Directions. Print the first line of the data below and every one after it, through the line containing "a test runs.", exactly as written.

/---

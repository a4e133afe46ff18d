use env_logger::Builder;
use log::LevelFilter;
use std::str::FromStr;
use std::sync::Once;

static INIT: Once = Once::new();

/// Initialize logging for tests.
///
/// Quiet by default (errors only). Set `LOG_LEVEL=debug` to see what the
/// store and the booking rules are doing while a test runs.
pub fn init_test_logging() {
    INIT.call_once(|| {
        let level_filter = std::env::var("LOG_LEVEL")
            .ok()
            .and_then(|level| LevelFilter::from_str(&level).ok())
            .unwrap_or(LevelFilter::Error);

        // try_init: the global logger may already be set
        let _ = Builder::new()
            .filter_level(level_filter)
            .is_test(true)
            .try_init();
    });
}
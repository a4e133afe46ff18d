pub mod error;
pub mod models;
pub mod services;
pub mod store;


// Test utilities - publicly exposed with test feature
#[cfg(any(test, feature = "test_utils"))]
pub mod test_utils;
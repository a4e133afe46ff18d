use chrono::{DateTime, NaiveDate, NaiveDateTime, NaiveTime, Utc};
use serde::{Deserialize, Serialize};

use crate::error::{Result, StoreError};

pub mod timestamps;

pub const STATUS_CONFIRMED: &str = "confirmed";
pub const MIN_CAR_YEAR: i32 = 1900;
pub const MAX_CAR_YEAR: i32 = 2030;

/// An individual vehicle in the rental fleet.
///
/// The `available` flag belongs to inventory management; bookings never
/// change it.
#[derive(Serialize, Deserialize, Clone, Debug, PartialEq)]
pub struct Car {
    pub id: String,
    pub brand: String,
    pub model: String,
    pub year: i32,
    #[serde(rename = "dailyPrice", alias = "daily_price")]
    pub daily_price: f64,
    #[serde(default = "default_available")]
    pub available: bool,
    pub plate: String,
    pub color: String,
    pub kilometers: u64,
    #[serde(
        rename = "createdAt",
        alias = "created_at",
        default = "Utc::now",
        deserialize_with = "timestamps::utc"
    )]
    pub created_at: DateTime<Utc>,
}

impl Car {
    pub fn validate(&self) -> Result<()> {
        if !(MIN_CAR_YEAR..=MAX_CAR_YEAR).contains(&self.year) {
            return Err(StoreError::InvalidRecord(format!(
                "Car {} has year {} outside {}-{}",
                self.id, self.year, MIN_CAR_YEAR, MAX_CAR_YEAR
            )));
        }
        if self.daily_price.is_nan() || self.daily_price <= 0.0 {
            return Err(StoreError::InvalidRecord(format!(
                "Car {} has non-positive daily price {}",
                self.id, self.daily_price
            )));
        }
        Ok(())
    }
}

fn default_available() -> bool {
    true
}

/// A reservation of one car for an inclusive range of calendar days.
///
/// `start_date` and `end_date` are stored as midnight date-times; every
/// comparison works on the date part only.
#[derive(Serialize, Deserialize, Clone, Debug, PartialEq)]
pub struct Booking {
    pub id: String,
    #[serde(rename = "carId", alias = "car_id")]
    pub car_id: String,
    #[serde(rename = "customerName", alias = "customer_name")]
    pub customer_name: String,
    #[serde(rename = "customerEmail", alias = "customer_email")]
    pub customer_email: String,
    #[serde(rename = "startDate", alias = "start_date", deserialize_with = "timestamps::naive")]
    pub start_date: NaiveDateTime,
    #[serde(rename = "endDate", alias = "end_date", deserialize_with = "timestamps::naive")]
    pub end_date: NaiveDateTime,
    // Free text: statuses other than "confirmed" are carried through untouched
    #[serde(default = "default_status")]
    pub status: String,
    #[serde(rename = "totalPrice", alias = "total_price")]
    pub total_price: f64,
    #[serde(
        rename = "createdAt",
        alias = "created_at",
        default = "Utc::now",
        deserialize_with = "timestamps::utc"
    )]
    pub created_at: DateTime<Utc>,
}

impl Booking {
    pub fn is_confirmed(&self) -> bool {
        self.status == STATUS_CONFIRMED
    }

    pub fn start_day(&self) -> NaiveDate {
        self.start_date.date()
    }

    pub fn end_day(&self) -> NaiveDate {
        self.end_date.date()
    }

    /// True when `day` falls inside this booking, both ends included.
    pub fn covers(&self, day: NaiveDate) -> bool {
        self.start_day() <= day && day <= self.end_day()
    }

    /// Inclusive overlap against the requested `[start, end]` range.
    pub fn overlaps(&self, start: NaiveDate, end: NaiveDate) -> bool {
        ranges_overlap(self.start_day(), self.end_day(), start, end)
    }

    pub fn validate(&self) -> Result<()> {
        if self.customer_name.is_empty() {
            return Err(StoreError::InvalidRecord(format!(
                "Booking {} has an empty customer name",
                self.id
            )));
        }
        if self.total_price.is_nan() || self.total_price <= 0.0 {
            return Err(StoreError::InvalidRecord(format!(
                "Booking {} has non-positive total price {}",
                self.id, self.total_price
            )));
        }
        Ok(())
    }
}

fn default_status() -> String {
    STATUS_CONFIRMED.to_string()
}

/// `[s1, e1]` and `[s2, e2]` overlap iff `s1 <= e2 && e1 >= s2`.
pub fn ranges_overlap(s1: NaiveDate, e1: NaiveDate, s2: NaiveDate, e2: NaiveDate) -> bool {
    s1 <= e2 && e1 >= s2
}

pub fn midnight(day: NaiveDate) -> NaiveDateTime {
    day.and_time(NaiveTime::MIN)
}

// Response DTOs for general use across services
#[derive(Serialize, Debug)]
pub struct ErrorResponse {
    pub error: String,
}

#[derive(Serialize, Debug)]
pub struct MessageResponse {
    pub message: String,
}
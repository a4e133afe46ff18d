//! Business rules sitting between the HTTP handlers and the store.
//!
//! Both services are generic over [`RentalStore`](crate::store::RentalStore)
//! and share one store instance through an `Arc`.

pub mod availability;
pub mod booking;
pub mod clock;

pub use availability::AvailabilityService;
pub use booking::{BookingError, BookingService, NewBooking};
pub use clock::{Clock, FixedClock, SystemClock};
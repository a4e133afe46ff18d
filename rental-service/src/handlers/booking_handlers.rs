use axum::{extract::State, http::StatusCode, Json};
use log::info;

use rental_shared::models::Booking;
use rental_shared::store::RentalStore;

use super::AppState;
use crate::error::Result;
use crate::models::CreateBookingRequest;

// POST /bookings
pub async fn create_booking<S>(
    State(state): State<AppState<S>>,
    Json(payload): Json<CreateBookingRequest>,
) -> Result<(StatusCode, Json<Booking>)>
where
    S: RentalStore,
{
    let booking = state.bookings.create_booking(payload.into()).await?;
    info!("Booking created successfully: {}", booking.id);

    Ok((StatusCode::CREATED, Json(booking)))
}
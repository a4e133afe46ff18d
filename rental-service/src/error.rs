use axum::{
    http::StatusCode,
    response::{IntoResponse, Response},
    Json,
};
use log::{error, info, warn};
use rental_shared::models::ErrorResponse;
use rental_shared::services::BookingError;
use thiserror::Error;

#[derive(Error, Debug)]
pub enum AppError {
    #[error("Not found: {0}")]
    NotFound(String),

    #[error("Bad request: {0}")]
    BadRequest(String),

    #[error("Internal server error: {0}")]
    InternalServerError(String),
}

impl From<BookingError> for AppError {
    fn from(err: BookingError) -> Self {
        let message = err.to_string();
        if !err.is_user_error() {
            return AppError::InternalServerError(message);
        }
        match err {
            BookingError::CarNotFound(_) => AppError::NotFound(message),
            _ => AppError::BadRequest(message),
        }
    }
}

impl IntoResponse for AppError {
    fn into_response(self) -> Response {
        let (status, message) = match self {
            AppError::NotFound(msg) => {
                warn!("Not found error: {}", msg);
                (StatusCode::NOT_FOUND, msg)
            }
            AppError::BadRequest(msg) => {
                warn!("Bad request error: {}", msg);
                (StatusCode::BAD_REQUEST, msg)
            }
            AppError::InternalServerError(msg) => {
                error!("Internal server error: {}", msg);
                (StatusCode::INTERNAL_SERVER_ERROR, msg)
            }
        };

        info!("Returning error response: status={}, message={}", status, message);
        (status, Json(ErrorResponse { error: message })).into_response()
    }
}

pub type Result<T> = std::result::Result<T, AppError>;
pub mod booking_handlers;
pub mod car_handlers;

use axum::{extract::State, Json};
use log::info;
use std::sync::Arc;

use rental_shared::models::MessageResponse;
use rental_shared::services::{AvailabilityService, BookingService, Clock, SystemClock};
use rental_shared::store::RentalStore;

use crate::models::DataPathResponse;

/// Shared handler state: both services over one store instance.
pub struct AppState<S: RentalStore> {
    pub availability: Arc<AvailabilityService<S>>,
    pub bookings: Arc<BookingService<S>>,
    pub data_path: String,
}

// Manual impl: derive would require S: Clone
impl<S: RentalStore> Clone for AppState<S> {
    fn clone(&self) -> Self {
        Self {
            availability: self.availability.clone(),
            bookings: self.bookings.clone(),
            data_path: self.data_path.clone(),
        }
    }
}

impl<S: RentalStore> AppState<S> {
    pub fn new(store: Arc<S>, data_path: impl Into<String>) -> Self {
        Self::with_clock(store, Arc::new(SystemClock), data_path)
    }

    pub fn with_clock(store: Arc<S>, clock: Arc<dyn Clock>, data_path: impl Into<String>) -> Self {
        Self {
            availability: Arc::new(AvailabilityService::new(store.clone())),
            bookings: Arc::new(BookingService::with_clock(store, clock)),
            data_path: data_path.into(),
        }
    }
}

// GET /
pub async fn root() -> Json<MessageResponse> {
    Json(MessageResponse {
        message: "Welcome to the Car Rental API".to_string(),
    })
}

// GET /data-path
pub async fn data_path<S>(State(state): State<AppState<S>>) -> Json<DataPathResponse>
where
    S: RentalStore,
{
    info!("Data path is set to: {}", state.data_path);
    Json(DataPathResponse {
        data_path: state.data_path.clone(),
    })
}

\---

Exercise solution.
repository a4e133afe46ff18d
use env_logger::Builder;
use log::LevelFilter;
use std::str::FromStr;
use std::sync::Once;

static INIT: Once = Once::new();

/// Initialize logging for tests.
///
/// Quiet by default (errors only). Set `LOG_LEVEL=debug` to see what the
/// store and the booking rules are doing while a test runs.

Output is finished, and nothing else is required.